そう言えば先から、何故『裏切り者』という言葉を連呼しているのか。
しかしどんなに考えてもわからない。
「だから、俺が何を裏切ったんだよ!?」
「あぁそう……。まだそんな事言うのね」
深雪は目を細めて笑うと、おもむろに真横の壁に叩き付けた。
なんとか首を動かし、それを見る。
「これをあなたの別宅の、寝室で見つけたわ」
手をよけると、そこにはダイヤのピアスが刺さっていた。
しかしまだわからず、眉を寄せる。
「な、なにそれ……」
「何?それはこっちが聞きたい事よ。寝室の床にこれが落ちてたの。私はピアスは空けてない。
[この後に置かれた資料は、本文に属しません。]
//! 项目解析器测试

use std::collections::HashMap;
use std::sync::Mutex;

use async_trait::async_trait;
use chrono::{TimeZone, Utc};
use serde_json::json;
use wiremock::matchers::{body_partial_json, method, path};
use wiremock::{Mock, MockServer, ResponseTemplate};

use super::resolver::*;
use crate::error::AppError;
use crate::notion::NotionClient;
use crate::toggl::{TimeEntry, TogglClient};

/// 记录调用并返回预设结果的 MockLookup
struct MockLookup {
    pages: HashMap<String, String>,
    failing: Vec<String>,
    calls: Mutex<Vec<String>>,
}

impl MockLookup {
    fn new(pages: &[(&str, &str)]) -> Self {
        Self {
            pages: pages
                .iter()
                .map(|(name, id)| (name.to_string(), id.to_string()))
                .collect(),
            failing: Vec::new(),
            calls: Mutex::new(Vec::new()),
        }
    }

    fn failing_on(mut self, name: &str) -> Self {
        self.failing.push(name.to_string());
        self
    }

    fn calls(&self) -> Vec<String> {
        let mut calls = self.calls.lock().unwrap().clone();
        calls.sort();
        calls
    }
}

#[async_trait]
impl ProjectPageLookup for MockLookup {
    async fn find_project_page(&self, name: &str) -> Result<Option<String>, AppError> {
        self.calls.lock().unwrap().push(name.to_string());
        if self.failing.iter().any(|f| f == name) {
            return Err(AppError::Network("connection reset".to_string()));
        }
        Ok(self.pages.get(name).cloned())
    }
}

fn names(list: &[&str]) -> Vec<String> {
    list.iter().map(|s| s.to_string()).collect()
}

#[tokio::test]
async fn test_sentinel_names_are_never_looked_up() {
    let lookup = MockLookup::new(&[("No Project", "should-not-match"), ("Unknown", "nope")]);

    let pages = resolve_project_pages(&lookup, &names(&["No Project", "Unknown"])).await;

    assert!(pages.is_empty());
    assert!(lookup.calls().is_empty());
}

#[tokio::test]
async fn test_resolves_matches_and_skips_misses() {
    let lookup = MockLookup::new(&[("Website", "page-web")]);

    let pages = resolve_project_pages(&lookup, &names(&["Website", "Reading", "No Project"])).await;

    assert_eq!(pages.len(), 1);
    assert_eq!(pages.get("Website").map(String::as_str), Some("page-web"));
    assert_eq!(lookup.calls(), names(&["Reading", "Website"]));
}

#[tokio::test]
async fn test_failed_lookup_does_not_affect_siblings() {
    let lookup = MockLookup::new(&[("Website", "page-web"), ("Reading", "page-read")])
        .failing_on("Reading");

    let pages = resolve_project_pages(&lookup, &names(&["Website", "Reading"])).await;

    assert_eq!(pages.len(), 1);
    assert!(pages.contains_key("Website"));
    assert!(!pages.contains_key("Reading"));
    assert_eq!(lookup.calls().len(), 2);
}

#[tokio::test]
async fn test_duplicate_names_looked_up_once() {
    let lookup = MockLookup::new(&[("Website", "page-web")]);

    resolve_project_pages(&lookup, &names(&["Website", "Website"])).await;

    assert_eq!(lookup.calls(), names(&["Website"]));
}

#[tokio::test]
async fn test_notion_lookup_queries_exact_title() {
    let server = MockServer::start().await;
    Mock::given(method("POST"))
        .and(path("/databases/project-db/query"))
        .and(body_partial_json(json!({
            "filter": { "property": "Project Name", "title": { "equals": "Website" } },
            "page_size": 1
        })))
        .respond_with(ResponseTemplate::new(200).set_body_json(json!({
            "results": [{ "object": "page", "id": "page-web", "properties": {} }]
        })))
        .expect(1)
        .mount(&server)
        .await;

    let notion = NotionClient::new(server.uri(), Some("secret".to_string()));
    let lookup = NotionProjectLookup::new(&notion, "project-db");

    assert_eq!(
        lookup.find_project_page("Website").await.unwrap(),
        Some("page-web".to_string())
    );
}

#[tokio::test]
async fn test_notion_lookup_without_results() {
    let server = MockServer::start().await;
    Mock::given(method("POST"))
        .and(path("/databases/project-db/query"))
        .respond_with(ResponseTemplate::new(200).set_body_json(json!({ "results": [] })))
        .mount(&server)
        .await;

    let notion = NotionClient::new(server.uri(), Some("secret".to_string()));
    let lookup = NotionProjectLookup::new(&notion, "project-db");

    assert_eq!(lookup.find_project_page("Ghost").await.unwrap(), None);
}

#[tokio::test]
async fn test_summarize_empty_entries_makes_no_request() {
    let server = MockServer::start().await;
    Mock::given(method("GET"))
        .respond_with(ResponseTemplate::new(200).set_body_json(json!([])))
        .expect(0)
        .mount(&server)
        .await;

    let toggl = TogglClient::new(server.uri(), Some("token".to_string()));
    let aggregation = summarize_by_project(&toggl, &[]).await.unwrap();

    assert!(aggregation.summaries.is_empty());
    assert_eq!(aggregation.total_seconds, 0);
}

#[tokio::test]
async fn test_summarize_uses_first_entry_workspace() {
    let server = MockServer::start().await;
    Mock::given(method("GET"))
        .and(path("/workspaces/11/projects"))
        .respond_with(ResponseTemplate::new(200).set_body_json(json!([
            { "id": 1, "name": "Website" }
        ])))
        .expect(1)
        .mount(&server)
        .await;

    let start = Utc.with_ymd_and_hms(2024, 5, 10, 1, 0, 0).unwrap();
    let make = |id: i64, workspace_id: i64| TimeEntry {
        id,
        description: Some("Build".to_string()),
        start,
        stop: Some(start + chrono::Duration::minutes(30)),
        duration: 1800,
        project_id: Some(1),
        workspace_id,
    };

    let toggl = TogglClient::new(server.uri(), Some("token".to_string()));
    let aggregation = summarize_by_project(&toggl, &[make(1, 11), make(2, 12)])
        .await
        .unwrap();

    assert_eq!(aggregation.summaries.len(), 1);
    assert_eq!(aggregation.summaries[0].project_name, "Website");
    assert_eq!(aggregation.total_seconds, 3600);
}
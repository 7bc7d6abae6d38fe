//! Notion 模块
//!
//! 数据库查询、追加子块、页面更新与创建，以及 block 构造函数。

pub mod blocks;
mod client;
mod types;

pub use client::{NotionClient, NOTION_VERSION};
pub use types::{Page, QueryResponse};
一体誰のよ、このっ……浮気者!」
どうやら彼女は、これを見て先から『裏切り者』とキレているらしい。
一通り怒鳴り終えると、息を切らせて力を抜き、目を潤ませた。
「私しかいないって言ってたのに。嘘吐き!!私はずっと……ずっとあなたしかいないのに!!なのにっ……!」
「深雪……」
切な気な顔で手を伸ばし、そっと肩に触れる。
「もう二度と私に触るな!」
叫び、手を払い除けられる。
口調がコロコロと変わるのは混乱しているせいだろう。
戸惑い、ピアスに視線をやる。
その瞬間、ある事を思い出した。
「そのピアス。まさかあの時の……」
「!?」
思わず浮気を肯定する意味合いの言葉を漏らしてしまった。
とたんに深雪は不敵な笑みを浮かべる。
「やっぱり……やっぱりね」
腕を伸ばしてテーブルに置いてあるタバコに火をつける。
それが何を意味するのか気付いたコウは、さっと顔色を変えた。
「ま、待て!早まるな!違うッ」
顔を真っ青にしながら必死に弁解する。
「この期に及んで何が違うのよ」
先端が赤く焼けているタバコを手にしながら、ジリジリと歩み寄って来る。
壁に追い詰められたコウを見て、楽し気な笑みを浮かべると、腕を振り上げた。
「絶対に許さない。今回もあなたの負けよ。落とし前はつけて貰うわ。歯を食いしばれ!」
「違う!浮気じゃない!話を聞けッッ」
無理矢理手からタバコを奪い取り、コーヒーの入ったカップに突っ込む。
しかし深雪は諦めなかった。
「往生際が悪いわね!大人しくやられろ!」
「いい加減にしろっ」
カッとなり、思い切り頬を殴ってしまった。
しかもグーで。
鈍い音が響き、深雪はその場に倒れる。
「浮気なんかしてないって言ってんだろ!?そんなに俺が信じられないのか!?」
「っ……」
深雪は殴られた頬を押さえながら、じっとこちらを睨み付けている。
「信じてたわよ……今までずっと信じてた。あなたにはわからないのよ。あのピアスを友達に見つけられて、自分のふりをした私の気持ちも、何もわからないのよ!」
一気にまくし立てると、涙を流して泣き出してしまった。
「な、泣くなよ……」
男は涙に弱い。また深雪の作戦の可能性はある。
しかし放っておく事などできない。
「ごめん……泣かないで。ちゃんと説明するから」
「説明なんか聞きたくない!」
「だから俺は浮気なんかしてしてないんだって!と、取り敢えず泣き止んでくれよ……」
肩を抱いて立ち上がらせ、ソファーに座らせる。
しばらく深雪は嗚咽を漏らし、泣きっぱなしだった。